Non sono forse inconoscibili le verità spacciate per evidenze o i precostituiti giudizi di valore, l’assoluto realismo e il rassicurante provvidenzialismo, il desiderio, la speranza e la certezza, la consolazione, la felicità e l’infelicità, la fantasia, i sogni e le chimere, le analogie o il gioco bizzarro dei contrari, la ragione o la pazzia, la pietà e l’orrore, l’apparenza e la sorte, infine la cosiddetta ‘giustizia’ della Storia la cui metafisica lettera iniziale denuncia di per sé una sintesi mistificante ove trionfano i sistemi della contraddizione e dell’alterazione?
Non dire sì, non porre domande e non dare risposte, non interrogare né asseverare, tutto questo, non più mera negazione, non conduce nella signoria del dubbio dominata da un demone scettico, plasmato dall’orgoglio del disincanto e da una malinconia che lacera le stelle, ha bandito il frastuono, la strepitante protervia della ‘chiacchiera’, le stabilizzate certezze, gli stolti autoinganni?
Spesso, chi dubitando dissolve la propria stessa ‘presenza’ lo farebbe per salvaguardare la propria identità?… Dubito ergo abdico? Dubito ergo sum?
Indisponibile a ogni compiacenza e allo stentoreo giubilo, queste deformità nemiche dell’armonia, sovente il dubbio s’avvolge nella discrezione e in un silenzio carico di fremiti e significati?
Silenzio come lingua non proclamata e arte del dubbio, dove silenzio e dubbio si fanno eloquenti?
Poiché chi dubita dispone intorno a sé una quiete che vuole proteggere da ogni scoria o sproloquio la sostanza della parola e, certo, chiede ‘ascolto’ soltanto a chi ha orecchie per intendere?
Chi dubita non fa domande, ma dà risposte con un tacere né superbo né modesto, ma impassibile, che prorompe dal vuoto e attraversa come una lama l’entropia e il clamore del mondo?

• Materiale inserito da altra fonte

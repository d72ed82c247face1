//! Per-file compression and the parallel batch runner.
//!
//! ## Per-file pipeline
//!
//! ```text
//! read → family from extension
//!   ├─ under budget → identify only, return unchanged (no backup, no write)
//!   └─ over budget  → decode → backup → enumerate → search → commit
//! ```
//!
//! Decoding happens before the backup so an unreadable file is reported
//! without leaving a stray backup behind. Nothing touches the original until
//! [`commit`](crate::safety::commit), which replaces it atomically.
//!
//! ## Parallel Processing
//!
//! Files are processed in parallel using [rayon](https://docs.rs/rayon); the
//! search within one file stays sequential. Results come back in input order
//! and progress is streamed over an optional `mpsc` channel as each file
//! finishes.

use crate::imaging::{BackendError, ImageBackend, RustBackend};
use crate::ladder::{CandidatePlan, enumerate};
use crate::policy::CompressionPolicy;
use crate::safety::{self, BackupStatus, SafetyError};
use crate::search::{SearchError, search};
use crate::trial::SourceImage;
use crate::types::{Candidate, CompressionOutcome, FormatFamily};
use rayon::prelude::*;
use serde::Serialize;
use std::path::{Path, PathBuf};
use std::sync::mpsc::Sender;
use thiserror::Error;

#[derive(Error, Debug)]
pub enum CompressError {
    #[error("IO error: {0}")]
    Io(#[from] std::io::Error),
    #[error("Unsupported format: {0}")]
    UnsupportedFormat(PathBuf),
    #[error("Failed to decode: {0}")]
    Decode(#[source] BackendError),
    #[error(transparent)]
    Backup(SafetyError),
    #[error(transparent)]
    Search(#[from] SearchError),
    #[error(transparent)]
    Commit(SafetyError),
}

/// Compress one file in place with the pure Rust backend.
pub fn compress_file(
    path: &Path,
    policy: &CompressionPolicy,
    backup_suffix: &str,
) -> Result<CompressionOutcome, CompressError> {
    compress_file_with_backend(&RustBackend::new(), path, policy, backup_suffix)
}

/// Compress one file using a specific backend (allows testing with mock).
pub fn compress_file_with_backend<B: ImageBackend>(
    backend: &B,
    path: &Path,
    policy: &CompressionPolicy,
    backup_suffix: &str,
) -> Result<CompressionOutcome, CompressError> {
    let family = FormatFamily::from_path(path)
        .ok_or_else(|| CompressError::UnsupportedFormat(path.to_path_buf()))?;
    let bytes = std::fs::read(path)?;
    let original_bytes = bytes.len() as u64;

    if policy.is_under_budget(original_bytes) {
        let dims = backend.identify(&bytes).map_err(CompressError::Decode)?;
        tracing::debug!(path = %path.display(), original_bytes, "under budget, skipping");
        return Ok(CompressionOutcome {
            path: path.to_path_buf(),
            family,
            original_bytes,
            final_bytes: original_bytes,
            original_width: dims.width,
            original_height: dims.height,
            final_width: dims.width,
            final_height: dims.height,
            scale: 1.0,
            quality: None,
            success: true,
            fallback: false,
            trials: 0,
            backup: None,
        });
    }

    let pixels = backend.decode(&bytes).map_err(CompressError::Decode)?;
    drop(bytes);
    let source = SourceImage {
        pixels,
        family,
        original_bytes,
    };

    let backup = safety::ensure_backup(path, backup_suffix).map_err(CompressError::Backup)?;

    let plan = enumerate(original_bytes, source.width(), family, policy);
    tracing::debug!(
        path = %path.display(),
        scales = ?plan.scales,
        max_trials = plan.max_trials(),
        "searching"
    );
    let found = search(
        backend,
        &source,
        &plan,
        policy.target_bytes,
        policy.time_budget,
    )?;

    safety::commit(path, &found.trial.encoded).map_err(CompressError::Commit)?;

    Ok(CompressionOutcome {
        path: path.to_path_buf(),
        family,
        original_bytes,
        final_bytes: found.trial.bytes(),
        original_width: source.width(),
        original_height: source.height(),
        final_width: found.trial.width,
        final_height: found.trial.height,
        scale: found.trial.scale,
        quality: found.trial.quality,
        success: true,
        fallback: found.fallback,
        trials: found.trials_run,
        backup: match backup {
            BackupStatus::Created(p) => Some(p),
            BackupStatus::AlreadyPresent(_) => None,
        },
    })
}

/// What [`compress_file`] would try for a file, without encoding anything.
#[derive(Debug, Clone, PartialEq)]
pub struct FilePlan {
    pub path: PathBuf,
    pub family: FormatFamily,
    pub bytes: u64,
    pub width: u32,
    pub height: u32,
    /// `None` when the file is already under budget.
    pub plan: Option<CandidatePlan>,
}

/// Enumerate the trials for a file from its header alone.
pub fn plan_file<B: ImageBackend>(
    backend: &B,
    path: &Path,
    policy: &CompressionPolicy,
) -> Result<FilePlan, CompressError> {
    let family = FormatFamily::from_path(path)
        .ok_or_else(|| CompressError::UnsupportedFormat(path.to_path_buf()))?;
    let bytes = std::fs::read(path)?;
    let original_bytes = bytes.len() as u64;
    let dims = backend.identify(&bytes).map_err(CompressError::Decode)?;
    let plan = (!policy.is_under_budget(original_bytes))
        .then(|| enumerate(original_bytes, dims.width, family, policy));
    Ok(FilePlan {
        path: path.to_path_buf(),
        family,
        bytes: original_bytes,
        width: dims.width,
        height: dims.height,
        plan,
    })
}

/// Progress events emitted during batch processing.
#[derive(Debug, Clone)]
pub enum ProcessEvent {
    /// A file finished, successfully or not. `index` is 1-based.
    Compressed {
        index: usize,
        total: usize,
        outcome: CompressionOutcome,
    },
    Failed {
        index: usize,
        total: usize,
        path: PathBuf,
        original_bytes: u64,
        error: String,
    },
}

/// Result for one file of a batch.
#[derive(Debug, Clone, PartialEq, Serialize)]
#[serde(tag = "status", rename_all = "lowercase")]
pub enum BatchItem {
    Compressed(CompressionOutcome),
    Failed {
        path: PathBuf,
        original_bytes: u64,
        error: String,
    },
}

impl BatchItem {
    pub fn path(&self) -> &Path {
        match self {
            BatchItem::Compressed(outcome) => &outcome.path,
            BatchItem::Failed { path, .. } => path,
        }
    }
}

/// Batch tally. A failed file counts with its original size on both sides.
#[derive(Debug, Clone, Copy, Default, PartialEq, Serialize)]
pub struct BatchSummary {
    pub successful: usize,
    pub failed: usize,
    /// Successful files that were already under budget.
    pub unchanged: usize,
    /// Successful files that needed the fallback.
    pub fallbacks: usize,
    pub original_bytes: u64,
    pub final_bytes: u64,
}

impl BatchSummary {
    pub fn from_items(items: &[BatchItem]) -> Self {
        let mut summary = Self::default();
        for item in items {
            match item {
                BatchItem::Compressed(outcome) => {
                    summary.successful += 1;
                    summary.unchanged += usize::from(outcome.unchanged());
                    summary.fallbacks += usize::from(outcome.fallback);
                    summary.original_bytes += outcome.original_bytes;
                    summary.final_bytes += outcome.final_bytes;
                }
                BatchItem::Failed { original_bytes, .. } => {
                    summary.failed += 1;
                    summary.original_bytes += original_bytes;
                    summary.final_bytes += original_bytes;
                }
            }
        }
        summary
    }

    pub fn total(&self) -> usize {
        self.successful + self.failed
    }

    pub fn saved_bytes(&self) -> u64 {
        self.original_bytes.saturating_sub(self.final_bytes)
    }

    pub fn saved_percent(&self) -> f64 {
        if self.original_bytes == 0 {
            return 0.0;
        }
        self.saved_bytes() as f64 / self.original_bytes as f64 * 100.0
    }

    pub fn average_final_bytes(&self) -> Option<u64> {
        (self.total() > 0).then(|| self.final_bytes / self.total() as u64)
    }
}

#[derive(Debug, Clone, Serialize)]
pub struct BatchReport {
    pub items: Vec<BatchItem>,
    pub summary: BatchSummary,
}

impl BatchReport {
    pub fn has_failures(&self) -> bool {
        self.summary.failed > 0
    }
}

/// Turn command-line paths into candidates, keeping their order.
///
/// A path that cannot be stat'ed stays in the list with size 0; the batch
/// then reports it as failed at its own position.
pub fn candidates_from_paths(paths: impl IntoIterator<Item = PathBuf>) -> Vec<Candidate> {
    paths
        .into_iter()
        .map(|path| match std::fs::metadata(&path) {
            Ok(meta) => Candidate {
                path,
                bytes: meta.len(),
            },
            Err(e) => {
                tracing::debug!(path = %path.display(), "cannot stat: {}", e);
                Candidate { path, bytes: 0 }
            }
        })
        .collect()
}

/// Compress every candidate. A failing file never stops the batch.
pub fn process_batch(
    candidates: &[Candidate],
    policy: &CompressionPolicy,
    backup_suffix: &str,
    progress: Option<Sender<ProcessEvent>>,
) -> BatchReport {
    process_batch_with_backend(
        &RustBackend::new(),
        candidates,
        policy,
        backup_suffix,
        progress,
    )
}

pub fn process_batch_with_backend<B: ImageBackend>(
    backend: &B,
    candidates: &[Candidate],
    policy: &CompressionPolicy,
    backup_suffix: &str,
    progress: Option<Sender<ProcessEvent>>,
) -> BatchReport {
    let total = candidates.len();
    let items: Vec<BatchItem> = candidates
        .par_iter()
        .enumerate()
        .map_with(progress, |progress, (i, candidate)| {
            let index = i + 1;
            match compress_file_with_backend(backend, &candidate.path, policy, backup_suffix) {
                Ok(outcome) => {
                    if let Some(tx) = progress {
                        tx.send(ProcessEvent::Compressed {
                            index,
                            total,
                            outcome: outcome.clone(),
                        })
                        .ok();
                    }
                    BatchItem::Compressed(outcome)
                }
                Err(e) => {
                    tracing::debug!(path = %candidate.path.display(), "failed: {}", e);
                    let error = e.to_string();
                    if let Some(tx) = progress {
                        tx.send(ProcessEvent::Failed {
                            index,
                            total,
                            path: candidate.path.clone(),
                            original_bytes: candidate.bytes,
                            error: error.clone(),
                        })
                        .ok();
                    }
                    BatchItem::Failed {
                        path: candidate.path.clone(),
                        original_bytes: candidate.bytes,
                        error,
                    }
                }
            }
        })
        .collect();

    let summary = BatchSummary::from_items(&items);
    BatchReport { items, summary }
}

Mentre allontana da sé i ricatti del kantiano ‘dover essere’ e il truce dispotismo dell’opinione comune, colui che dubita – questo tacito irresoluto non arreso all’assurdo e indisponibile ad assoggettarsi, supinamente adattarsi, ‘salvarsi’ – si libera tanto dalle panie del sistema di cose quanto dei propri luoghi stanziali e delle abitudini dell’‘abitare’, sradicandosi e ponendosi in cammino nei regni scoscesi dell’incertezza e dell’insicurezza, fino al rischio dell’esilio tra le pareti d’un opaco abisso?